**TASK OBJECTIVE**
Show, from the records below, all lines that contain the word "PartialEq".

[Saved entries]

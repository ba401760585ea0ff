//! # Audio Frames
//!
//! The unit of work handed to the pipeline by the capture collaborator, plus
//! the preprocessing applied before any periodicity search.
//!
//! Frames are mono, contiguous and non-overlapping. Samples are normalized to
//! roughly [-1, 1]; hosts capturing 16-bit PCM convert with
//! [`AudioFrame::from_pcm_i16`].

/// A fixed-length block of mono samples and the rate they were captured at.
#[derive(Debug, Clone, PartialEq)]
pub struct AudioFrame {
    pub samples: Vec<f32>,
    /// Sample rate in Hz.
    pub sample_rate: u32,
}

impl AudioFrame {
    pub fn new(samples: Vec<f32>, sample_rate: u32) -> Self {
        Self {
            samples,
            sample_rate,
        }
    }

    /// Builds a frame from signed 16-bit PCM, scaling by `i16::MAX`.
    pub fn from_pcm_i16(pcm: &[i16], sample_rate: u32) -> Self {
        let samples = pcm
            .iter()
            .map(|&s| s as f32 / i16::MAX as f32)
            .collect();
        Self::new(samples, sample_rate)
    }

    pub fn len(&self) -> usize {
        self.samples.len()
    }

    pub fn is_empty(&self) -> bool {
        self.samples.is_empty()
    }

    /// Real-time duration of the frame in seconds.
    ///
    /// Returns 0 for a zero sample rate so callers never divide by it.
    pub fn duration_secs(&self) -> f32 {
        if self.sample_rate == 0 {
            return 0.0;
        }
        self.samples.len() as f32 / self.sample_rate as f32
    }
}

/// Removes the DC offset from a signal by making its average value zero.
///
/// Both periodicity strategies assume zero-mean input; a residual offset
/// inflates the similarity of every lag and skews peak selection near lag 0.
///
/// # Arguments
/// * `signal` - Audio signal to process (modified in-place)
pub fn remove_bias(signal: &mut [f32]) {
    let len = signal.len();
    if len == 0 {
        return;
    }
    let mean = signal.iter().map(|&s| s as f64).sum::<f64>() / len as f64;
    let mean = mean as f32;
    for sample in signal.iter_mut() {
        *sample -= mean;
    }
}
//! # Signal Quality Gate
//!
//! Classifies a frame before pitch detection. Silent and clipping frames are
//! advisory conditions for the host, never errors.

use serde::{Deserialize, Serialize};

/// Outcome of classifying one frame.
#[derive(Debug, Clone, Copy, PartialEq, Eq)]
pub enum SignalQuality {
    Silent,
    Clipping,
    Usable,
}

/// Warning surfaced to the host alongside a frame's outcome.
#[derive(Debug, Clone, Copy, PartialEq, Eq, Serialize, Deserialize)]
pub enum SignalWarning {
    /// Signal level too low to track.
    Silent,
    /// Signal is saturating the input.
    Clipping,
}

impl SignalQuality {
    pub fn warning(self) -> Option<SignalWarning> {
        match self {
            SignalQuality::Silent => Some(SignalWarning::Silent),
            SignalQuality::Clipping => Some(SignalWarning::Clipping),
            SignalQuality::Usable => None,
        }
    }
}

#[derive(Debug, Clone, Copy, PartialEq)]
pub struct QualityGate {
    /// RMS level below which a frame is silent.
    pub noise_floor: f32,
    /// Absolute sample value above which a frame is clipping.
    pub peak_ceiling: f32,
}

impl Default for QualityGate {
    fn default() -> Self {
        Self {
            noise_floor: 0.01,
            peak_ceiling: 0.98,
        }
    }
}

impl QualityGate {
    pub fn new(noise_floor: f32, peak_ceiling: f32) -> Self {
        Self {
            noise_floor,
            peak_ceiling,
        }
    }

    /// Silence takes precedence: a quiet frame is reported as silent even if
    /// one stray sample crosses the ceiling.
    pub fn classify(&self, samples: &[f32]) -> SignalQuality {
        if level(samples) < self.noise_floor {
            SignalQuality::Silent
        } else if samples.iter().any(|s| s.abs() > self.peak_ceiling) {
            SignalQuality::Clipping
        } else {
            SignalQuality::Usable
        }
    }
}

/// RMS level of a frame. An empty frame has level 0.
pub fn level(samples: &[f32]) -> f32 {
    if samples.is_empty() {
        return 0.0;
    }
    let sum_sq: f64 = samples.iter().map(|&s| (s as f64) * (s as f64)).sum();
    (sum_sq / samples.len() as f64).sqrt() as f32
}

#[cfg(test)]
mod tests {
    use super::*;

    #[test]
    fn all_zero_frame_is_silent() {
        let gate = QualityGate::default();
        assert_eq!(gate.classify(&[0.0; 1024]), SignalQuality::Silent);
        assert_eq!(gate.classify(&[]), SignalQuality::Silent);
    }

    #[test]
    fn full_scale_sample_is_clipping() {
        let gate = QualityGate::default();
        let mut frame = vec![0.3; 1024];
        frame[100] = 1.0;
        assert_eq!(gate.classify(&frame), SignalQuality::Clipping);
    }

    #[test]
    fn moderate_signal_is_usable() {
        let gate = QualityGate::default();
        let frame: Vec<f32> = (0..1024).map(|i| 0.5 * (i as f32 * 0.05).sin()).collect();
        assert_eq!(gate.classify(&frame), SignalQuality::Usable);
        assert_eq!(gate.classify(&frame).warning(), None);
    }

    #[test]
    fn level_of_constant_signal() {
        assert!((level(&[0.5; 64]) - 0.5).abs() < 1e-6);
    }
}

**REPLY TO THE EXERCISE**
#[derive(Debug, Clone, PartialEq)]
#[derive(Debug, Clone, Copy, PartialEq, Eq)]
#[derive(Debug, Clone, Copy, PartialEq, Eq, Serialize, Deserialize)]
#[derive(Debug, Clone, Copy, PartialEq)]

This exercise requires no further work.